Library Journal Review
Victor Tuchman is the family patriarch in this whirling dervish of a novel. The story unfolds on the day he has a fatal heart attack. Victor was a criminal in his business life and a tyrant in his personal life. His wife Barbra, pacing the hospital halls, is counting her steps and recounting their dysfunctional life together. Daughter Alex, an attorney in Chicago, flies to New Orleans, not for a final goodbye but to cajole her mother into spilling the beans about her father's criminality. Gary, Victor's son, is in Los Angeles and deliberately misses his flight, unwilling to say goodbye,--which is understandable, as he rehashes his life with the abusive man lying in the hospital bed. Gary's wife, Twyla, does visit, her mind wandering through her Southern upbringing and a disastrous, shocking affair. Attenberg (All Grown Up) is a master of subtlety as she divulges everyone's thoughts, including the one-off characters such as the clerk at a CVS and the coroner. The unusual twist here is that readers learn all their stories while the characters do not.
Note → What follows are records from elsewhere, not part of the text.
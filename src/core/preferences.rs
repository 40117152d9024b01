//! Preference snapshots consumed by the chat core.
//!
//! The core never writes preferences. It asks its [`PreferenceSource`] for a
//! fresh snapshot every time a request is built, so edits made between two
//! messages apply to the next send.

use std::collections::BTreeSet;
use std::path::PathBuf;

use tracing::warn;

use crate::api::ChatMessage;
use crate::core::config::{Config, PreferencesSection};

#[derive(Debug, Clone, Default, PartialEq, Eq)]
pub struct PreferenceContext {
    pub model: Option<String>,
    pub interests: BTreeSet<String>,
    pub system_prompt: String,
}

impl PreferenceContext {
    pub fn is_empty(&self) -> bool {
        self.model.is_none() && self.interests.is_empty() && self.system_prompt.is_empty()
    }

    /// System message carrying the prompt and interests, if there is anything to say.
    pub fn system_message(&self) -> Option<ChatMessage> {
        let mut parts = Vec::new();
        let prompt = self.system_prompt.trim();
        if !prompt.is_empty() {
            parts.push(prompt.to_string());
        }
        if !self.interests.is_empty() {
            let interests: Vec<&str> = self.interests.iter().map(String::as_str).collect();
            parts.push(format!("The user is interested in: {}.", interests.join(", ")));
        }
        if parts.is_empty() {
            None
        } else {
            Some(ChatMessage::new("system", parts.join("\n\n")))
        }
    }
}

impl From<&PreferencesSection> for PreferenceContext {
    fn from(section: &PreferencesSection) -> Self {
        Self {
            model: section
                .model
                .as_ref()
                .map(|m| m.trim().to_string())
                .filter(|m| !m.is_empty()),
            interests: section
                .interests
                .iter()
                .map(|i| i.trim().to_string())
                .filter(|i| !i.is_empty())
                .collect(),
            system_prompt: section.system_prompt.clone().unwrap_or_default(),
        }
    }
}

pub trait PreferenceSource: Send {
    fn snapshot(&self) -> PreferenceContext;
}

/// Fixed preferences, used by the headless command and tests.
#[derive(Debug, Clone, Default)]
pub struct StaticPreferences(pub PreferenceContext);

impl PreferenceSource for StaticPreferences {
    fn snapshot(&self) -> PreferenceContext {
        self.0.clone()
    }
}

/// Reads the `[preferences]` table of the config file on every snapshot.
#[derive(Debug, Clone)]
pub struct ConfigFilePreferences {
    path: PathBuf,
}

impl ConfigFilePreferences {
    pub fn new(path: PathBuf) -> Self {
        Self { path }
    }
}

impl PreferenceSource for ConfigFilePreferences {
    fn snapshot(&self) -> PreferenceContext {
        match Config::load_from_path(&self.path) {
            Ok(config) => PreferenceContext::from(&config.preferences),
            Err(err) => {
                warn!("using empty preferences: {err}");
                PreferenceContext::default()
            }
        }
    }
}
VERDICT Contemporary family sagas don't get much better than this novel, which should appeal to fans of Jonathan Franzen's The Corrections or Jennifer Egan's Manhattan Beach. [See Prepub Alert, 3/25/19.]--Stacy Alesi, Eugene M. & Christine E. Lynn Lib., Lynn Univ., Boca Raton, FL
Publishers Weekly Review
A patriarch's death strains a family's already fraught relationships in this dazzling novel from Attenberg (All Grown Up). Shady real estate developer Victor Tuchman suffers a heart attack in New Orleans and is rushed to the hospital. During his final, lingering day, his family mentally rehashes key moments of his life in hopes of understanding the man they are losing. His wife, Barbra, still annoyed about leaving their Connecticut mansion, occupies herself with obsessive walking while remembering Victor's quick transition from shy suitor to abusive tyrant. His daughter, Alex, flies in from Chicago, desperate to know the truth about Victor's criminal past, and begrudges her mother's insistence she let it go and make peace. Victor's son Gary, who is in Los Angeles to jump-start his career in the movies, avoids answering calls from the family and intentionally misses his flight. Gary's wife, Twyla, slips into a nervous breakdown during a cosmetic shopping spree, slowly revealing the true root of her distress. As Victor fades, the family's dysfunction comes to light and they make drastic choices about their future. Attenberg excels at revealing rich interior lives--not only for her main cast, but also for cameo characters--in direct, lucid prose. This is a delectable family saga. (Sept.)